**PROBLEM TO SOLVE**
Please copy the leading lines of the entries below exactly, concluding with the line in which "#[derive(Debug, Clone)]" occurs.

**DATA FOR THIS TASK**

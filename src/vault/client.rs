//! Akeyless REST API client.

use serde_json::{Value, json};

use crate::config::VaultConfig;
use crate::error::VaultError;
use crate::vault::path::{clean_secret_name, normalize_list_path};
use crate::vault::types::{SecretCountSummary, SecretItem};

/// Vault gateway client.
///
/// Holds only the immutable credentials; each operation fetches a fresh
/// session token before its request.
#[derive(Debug, Clone)]
pub struct VaultClient {
    http: reqwest::Client,
    config: VaultConfig,
}

impl VaultClient {
    fn user_agent() -> String {
        format!("vault-chat/{}", env!("CARGO_PKG_VERSION"))
    }

    /// Create a client for the given credentials.
    pub fn new(config: VaultConfig) -> Self {
        Self {
            http: reqwest::Client::new(),
            config,
        }
    }

    /// Base URL of the gateway in use.
    pub fn gateway_url(&self) -> &str {
        &self.config.gateway_url
    }

    /// Exchange the access id/key for a session token.
    pub async fn authenticate(&self) -> Result<String, VaultError> {
        let body = json!({
            "access-id": self.config.access_id,
            "access-key": self.config.access_key(),
        });

        let response = self.post("/auth", &body).await.map_err(|e| {
            tracing::warn!(error = %e, "Akeyless authentication failed");
            VaultError::AuthFailed {
                reason: match e.detail() {
                    Some(detail) => format!("{e}: {detail}"),
                    None => e.to_string(),
                },
            }
        })?;

        response
            .get("token")
            .and_then(Value::as_str)
            .filter(|t| !t.is_empty())
            .map(str::to_string)
            .ok_or_else(|| VaultError::AuthFailed {
                reason: "response did not include a token".to_string(),
            })
    }

    /// Fetch a static secret and classify its value.
    pub async fn get_static_secret(&self, name: &str) -> Result<SecretItem, VaultError> {
        self.get_named_value("/get-secret-value", name).await
    }

    /// Fetch the current value of a rotated secret.
    pub async fn get_rotated_secret(&self, name: &str) -> Result<SecretItem, VaultError> {
        self.get_named_value("/get-rotated-secret-value", name).await
    }

    /// Generate a dynamic secret. The response shape depends on the
    /// producer, so it is returned as-is.
    pub async fn get_dynamic_secret(&self, name: &str) -> Result<Value, VaultError> {
        let token = self.authenticate().await?;
        let body = json!({ "token": token, "name": clean_secret_name(name) });
        self.post("/get-dynamic-secret-value", &body).await
    }

    /// List items under `path`, optionally filtered by item type.
    pub async fn list_items(
        &self,
        path: &str,
        type_filter: Option<&str>,
    ) -> Result<Value, VaultError> {
        let token = self.authenticate().await?;
        let mut body = json!({ "token": token, "path": normalize_list_path(path) });
        if let Some(filter) = type_filter.filter(|f| !f.is_empty()) {
            body["type"] = json!(filter);
        }
        self.post("/list-items", &body).await
    }

    /// Fetch item metadata.
    pub async fn describe_item(&self, name: &str) -> Result<Value, VaultError> {
        let token = self.authenticate().await?;
        let body = json!({ "token": token, "name": clean_secret_name(name) });
        self.post("/describe-item", &body).await
    }

    /// Count items under `path` by type. A listing failure is returned unchanged.
    pub async fn count_by_type(&self, path: &str) -> Result<SecretCountSummary, VaultError> {
        let listing = self.list_items(path, None).await?;
        Ok(SecretCountSummary::from_listing(&listing))
    }

    async fn get_named_value(&self, endpoint: &str, name: &str) -> Result<SecretItem, VaultError> {
        let token = self.authenticate().await?;
        let clean = clean_secret_name(name);
        let body = json!({ "token": token, "names": [clean], "json": false });
        let response = self.post(endpoint, &body).await?;
        tracing::debug!(endpoint, "Retrieved secret value");
        Ok(SecretItem::from_response(name, clean, response))
    }

    async fn post(&self, endpoint: &str, body: &Value) -> Result<Value, VaultError> {
        let url = format!("{}{endpoint}", self.config.gateway_url);
        let resp = self
            .http
            .post(&url)
            .header(reqwest::header::ACCEPT, "application/json")
            .header(reqwest::header::USER_AGENT, Self::user_agent())
            .json(body)
            .send()
            .await
            .map_err(|source| VaultError::Network {
                endpoint: endpoint.to_string(),
                source,
            })?;

        let status = resp.status();
        tracing::debug!(endpoint, status = status.as_u16(), "Vault response");

        if !status.is_success() {
            let detail = resp.text().await.ok().filter(|t| !t.is_empty());
            return Err(VaultError::RequestFailed {
                endpoint: endpoint.to_string(),
                status: status.as_u16(),
                detail,
            });
        }

        resp.json::<Value>()
            .await
            .map_err(|e| VaultError::InvalidResponse {
                endpoint: endpoint.to_string(),
                reason: e.to_string(),
            })
    }
}
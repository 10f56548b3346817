//! Axum HTTP server for the dashboard.
//!
//! Handles all API routes: sessions, chat, secret browsing, stats, health,
//! and static file serving.

use std::collections::HashMap;
use std::net::SocketAddr;
use std::sync::Arc;
use std::time::{Duration, Instant};

use axum::{
    Json, Router,
    extract::{DefaultBodyLimit, Path, Query, State},
    http::{HeaderValue, StatusCode, header},
    middleware,
    response::{Html, IntoResponse},
    routing::{delete, get, post},
};
use serde::Serialize;
use serde_json::{Value, json};
use tokio::sync::{Mutex, RwLock, oneshot};
use tower_http::cors::{AllowHeaders, AllowOrigin, CorsLayer};
use uuid::Uuid;

use crate::agent::Agent;
use crate::channels::web::auth::{AuthState, auth_middleware};
use crate::channels::web::types::*;
use crate::config::{AgentConfig, SessionLimits};
use crate::error::{ChannelError, VaultError};
use crate::llm::LlmProvider;
use crate::observability::{NoopObserver, Observer, ObserverEvent, ObserverMetric};
use crate::vault::{self, ItemType, VaultClient};

/// One browser session: its own agent plus the transcript shown in the UI.
pub struct DashboardSession {
    agent: Agent,
    history: Vec<ChatEntry>,
}

type SharedSession = Arc<Mutex<DashboardSession>>;

struct SessionSlot {
    session: SharedSession,
    last_used: Instant,
}

/// How often idle sessions are swept while the server runs.
const SWEEP_INTERVAL: Duration = Duration::from_secs(60);

/// Shared state for all dashboard handlers.
pub struct DashboardState {
    pub provider: Arc<dyn LlmProvider>,
    pub vault: VaultClient,
    pub agent_config: AgentConfig,
    pub observer: Arc<dyn Observer>,
    pub limits: SessionLimits,
    sessions: RwLock<HashMap<Uuid, SessionSlot>>,
    /// Shutdown signal sender.
    pub shutdown_tx: RwLock<Option<oneshot::Sender<()>>>,
}

impl DashboardState {
    pub fn new(provider: Arc<dyn LlmProvider>, vault: VaultClient) -> Self {
        Self {
            provider,
            vault,
            agent_config: AgentConfig::default(),
            observer: Arc::new(NoopObserver),
            limits: SessionLimits::default(),
            sessions: RwLock::new(HashMap::new()),
            shutdown_tx: RwLock::new(None),
        }
    }

    pub fn with_agent_config(mut self, config: AgentConfig) -> Self {
        self.agent_config = config;
        self
    }

    pub fn with_observer(mut self, observer: Arc<dyn Observer>) -> Self {
        self.observer = observer;
        self
    }

    pub fn with_session_limits(mut self, limits: SessionLimits) -> Self {
        self.limits = limits;
        self
    }

    /// Open a new session with a fresh agent.
    ///
    /// Idle sessions are swept first. Returns `None` when the session cap
    /// is still reached after that.
    pub async fn open_session(&self) -> Option<Uuid> {
        self.evict_idle().await;

        let agent = Agent::new(Arc::clone(&self.provider), self.vault.clone())
            .with_config(self.agent_config.clone())
            .with_observer(Arc::clone(&self.observer));
        let id = Uuid::new_v4();

        let active = {
            let mut sessions = self.sessions.write().await;
            if sessions.len() >= self.limits.max_sessions {
                tracing::warn!(
                    max = self.limits.max_sessions,
                    "Refusing dashboard session, limit reached"
                );
                return None;
            }
            sessions.insert(
                id,
                SessionSlot {
                    session: Arc::new(Mutex::new(DashboardSession {
                        agent,
                        history: Vec::new(),
                    })),
                    last_used: Instant::now(),
                },
            );
            sessions.len()
        };

        self.record_session_change(id, true, active);
        Some(id)
    }

    /// Drop a session. Returns false if it did not exist.
    pub async fn close_session(&self, id: Uuid) -> bool {
        let (removed, active) = {
            let mut sessions = self.sessions.write().await;
            let removed = sessions.remove(&id).is_some();
            (removed, sessions.len())
        };

        if removed {
            self.record_session_change(id, false, active);
        }
        removed
    }

    /// Drop sessions idle for at least the configured TTL. Sessions with a
    /// request in flight are kept. Returns how many were dropped.
    pub async fn evict_idle(&self) -> usize {
        let (evicted, active) = {
            let mut sessions = self.sessions.write().await;
            let evicted: Vec<Uuid> = sessions
                .iter()
                .filter(|(_, slot)| {
                    slot.last_used.elapsed() >= self.limits.idle_ttl
                        && Arc::strong_count(&slot.session) == 1
                })
                .map(|(id, _)| *id)
                .collect();
            for id in &evicted {
                sessions.remove(id);
            }
            (evicted, sessions.len())
        };

        for id in &evicted {
            tracing::info!(session_id = %id, "Evicting idle dashboard session");
            self.record_session_change(*id, false, active);
        }
        evicted.len()
    }

    pub async fn session_count(&self) -> usize {
        self.sessions.read().await.len()
    }

    async fn session(&self, id: Uuid) -> Result<SharedSession, (StatusCode, String)> {
        let mut sessions = self.sessions.write().await;
        let slot = sessions
            .get_mut(&id)
            .ok_or((StatusCode::NOT_FOUND, format!("Session {id} not found")))?;
        slot.last_used = Instant::now();
        Ok(Arc::clone(&slot.session))
    }

    fn record_session_change(&self, id: Uuid, opened: bool, active: usize) {
        tracing::info!(session_id = %id, opened, active, "Dashboard session changed");
        self.observer.record_event(&ObserverEvent::SessionChange {
            session_id: id.to_string(),
            opened,
        });
        self.observer
            .record_metric(&ObserverMetric::ActiveSessions(active as u64));
    }
}

/// Start the dashboard HTTP server.
///
/// Returns the actual bound `SocketAddr` (useful when binding to port 0).
pub async fn start_server(
    addr: SocketAddr,
    state: Arc<DashboardState>,
    auth_token: String,
) -> Result<SocketAddr, ChannelError> {
    let listener = tokio::net::TcpListener::bind(addr)
        .await
        .map_err(|e| ChannelError::StartupFailed {
            name: "dashboard".to_string(),
            reason: format!("Failed to bind to {}: {}", addr, e),
        })?;
    let bound_addr = listener
        .local_addr()
        .map_err(|e| ChannelError::StartupFailed {
            name: "dashboard".to_string(),
            reason: format!("Failed to get local addr: {}", e),
        })?;

    // Public routes (no auth)
    let public = Router::new().route("/api/health", get(health_handler));

    // Protected routes (require auth)
    let auth_state = AuthState { token: auth_token };
    let protected = Router::new()
        .route("/api/sessions", post(create_session_handler))
        .route("/api/sessions/{id}", delete(delete_session_handler))
        .route("/api/sessions/{id}/chat", post(chat_handler))
        .route(
            "/api/sessions/{id}/history",
            get(history_handler).delete(clear_history_handler),
        )
        .route("/api/secrets", get(list_secrets_handler))
        .route("/api/secrets/value", get(secret_value_handler))
        .route("/api/stats", get(stats_handler))
        .route_layer(middleware::from_fn_with_state(auth_state, auth_middleware));

    // Static file routes (no auth, served from embedded strings)
    let statics = Router::new()
        .route("/", get(index_handler))
        .route("/style.css", get(css_handler))
        .route("/app.js", get(js_handler));

    // CORS: only the dashboard's own localhost origins.
    let origins: Vec<HeaderValue> = [
        format!("http://{}:{}", bound_addr.ip(), bound_addr.port()),
        format!("http://localhost:{}", bound_addr.port()),
    ]
    .iter()
    .filter_map(|origin| origin.parse().ok())
    .collect();
    let cors = CorsLayer::new()
        .allow_origin(AllowOrigin::list(origins))
        .allow_methods([
            axum::http::Method::GET,
            axum::http::Method::POST,
            axum::http::Method::DELETE,
        ])
        .allow_headers(AllowHeaders::list([
            header::CONTENT_TYPE,
            header::AUTHORIZATION,
        ]))
        .allow_credentials(true);

    let app = Router::new()
        .merge(public)
        .merge(statics)
        .merge(protected)
        .layer(cors)
        .layer(DefaultBodyLimit::max(64 * 1024))
        .with_state(state.clone());

    let (shutdown_tx, shutdown_rx) = oneshot::channel();
    *state.shutdown_tx.write().await = Some(shutdown_tx);

    // The sweeper stops once the last handle to the state is dropped.
    let sweep_state = Arc::downgrade(&state);
    tokio::spawn(async move {
        let mut ticker = tokio::time::interval(SWEEP_INTERVAL);
        ticker.tick().await;
        loop {
            ticker.tick().await;
            let Some(state) = sweep_state.upgrade() else {
                break;
            };
            state.evict_idle().await;
        }
    });

    tokio::spawn(async move {
        if let Err(e) = axum::serve(listener, app)
            .with_graceful_shutdown(async {
                let _ = shutdown_rx.await;
                tracing::info!("Dashboard shutting down");
            })
            .await
        {
            tracing::error!("Dashboard server error: {}", e);
        }
    });

    Ok(bound_addr)
}

// --- Static file handlers ---

async fn index_handler() -> Html<&'static str> {
    Html(include_str!("static/index.html"))
}

async fn css_handler() -> impl IntoResponse {
    (
        [(header::CONTENT_TYPE, "text/css")],
        include_str!("static/style.css"),
    )
}

async fn js_handler() -> impl IntoResponse {
    (
        [(header::CONTENT_TYPE, "application/javascript")],
        include_str!("static/app.js"),
    )
}

// --- Health ---

async fn health_handler() -> Json<HealthResponse> {
    Json(HealthResponse {
        status: "healthy",
        channel: "dashboard",
    })
}

// --- Session handlers ---

async fn create_session_handler(
    State(state): State<Arc<DashboardState>>,
) -> Result<(StatusCode, Json<SessionCreatedResponse>), (StatusCode, String)> {
    let session_id = state.open_session().await.ok_or((
        StatusCode::SERVICE_UNAVAILABLE,
        "Too many open sessions. Try again later.".to_string(),
    ))?;
    Ok((
        StatusCode::CREATED,
        Json(SessionCreatedResponse { session_id }),
    ))
}

async fn delete_session_handler(
    State(state): State<Arc<DashboardState>>,
    Path(id): Path<Uuid>,
) -> Result<StatusCode, (StatusCode, String)> {
    if state.close_session(id).await {
        Ok(StatusCode::NO_CONTENT)
    } else {
        Err((StatusCode::NOT_FOUND, format!("Session {id} not found")))
    }
}

// --- Chat handlers ---

async fn chat_handler(
    State(state): State<Arc<DashboardState>>,
    Path(id): Path<Uuid>,
    Json(req): Json<ChatRequest>,
) -> Result<Json<ChatResponse>, (StatusCode, String)> {
    let content = req.content.trim();
    if content.is_empty() {
        return Err((StatusCode::BAD_REQUEST, "Message is empty".to_string()));
    }

    let session = state.session(id).await?;
    // Held for the whole utterance so a session answers one message at a time.
    let mut session = session.lock().await;

    session.history.push(ChatEntry::new(ChatRole::User, content));
    let response = session.agent.chat(content).await;
    session
        .history
        .push(ChatEntry::new(ChatRole::Agent, response.clone()));

    Ok(Json(ChatResponse { response }))
}

async fn history_handler(
    State(state): State<Arc<DashboardState>>,
    Path(id): Path<Uuid>,
) -> Result<Json<HistoryResponse>, (StatusCode, String)> {
    let session = state.session(id).await?;
    let messages = session.lock().await.history.clone();
    Ok(Json(HistoryResponse { messages }))
}

async fn clear_history_handler(
    State(state): State<Arc<DashboardState>>,
    Path(id): Path<Uuid>,
) -> Result<StatusCode, (StatusCode, String)> {
    let session = state.session(id).await?;
    let mut session = session.lock().await;
    session.history.clear();
    session.agent.reset();
    Ok(StatusCode::NO_CONTENT)
}

// --- Secret browser handlers ---

type VaultResponse = Result<Json<Value>, (StatusCode, Json<Value>)>;

/// Successful gateway results pass through; failures become 502 with the
/// same `{"error", "detail"}` body the agent's tools produce.
fn vault_response<T: Serialize>(result: Result<T, VaultError>) -> VaultResponse {
    match result {
        Ok(value) => Ok(Json(vault::tagged(Ok::<T, VaultError>(value)))),
        Err(e) => {
            tracing::warn!(error = %e, "Vault request from dashboard failed");
            Err((StatusCode::BAD_GATEWAY, Json(vault::error_value(&e))))
        }
    }
}

async fn list_secrets_handler(
    State(state): State<Arc<DashboardState>>,
    Query(query): Query<ListSecretsQuery>,
) -> VaultResponse {
    let filter = query.type_filter().map(str::to_lowercase);
    vault_response(state.vault.list_items(&query.path, filter.as_deref()).await)
}

async fn secret_value_handler(
    State(state): State<Arc<DashboardState>>,
    Query(query): Query<SecretValueQuery>,
) -> VaultResponse {
    match ItemType::classify(&query.item_type) {
        ItemType::Static => vault_response(state.vault.get_static_secret(&query.name).await),
        ItemType::Rotated => vault_response(state.vault.get_rotated_secret(&query.name).await),
        ItemType::Dynamic | ItemType::Other => Err((
            StatusCode::BAD_REQUEST,
            Json(json!({ "error": "Type not supported" })),
        )),
    }
}

async fn stats_handler(
    State(state): State<Arc<DashboardState>>,
    Query(query): Query<StatsQuery>,
) -> VaultResponse {
    vault_response(state.vault.count_by_type(&query.path).await)
}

**RESULT**
filename src/vault/client.rs
//! Akeyless REST API client.

use serde_json::{Value, json};

use crate::config::VaultConfig;
use crate::error::VaultError;
use crate::vault::path::{clean_secret_name, normalize_list_path};
use crate::vault::types::{SecretCountSummary, SecretItem};

/// Vault gateway client.
///
/// Holds only the immutable credentials; each operation fetches a fresh
/// session token before its request.
#[derive(Debug, Clone)]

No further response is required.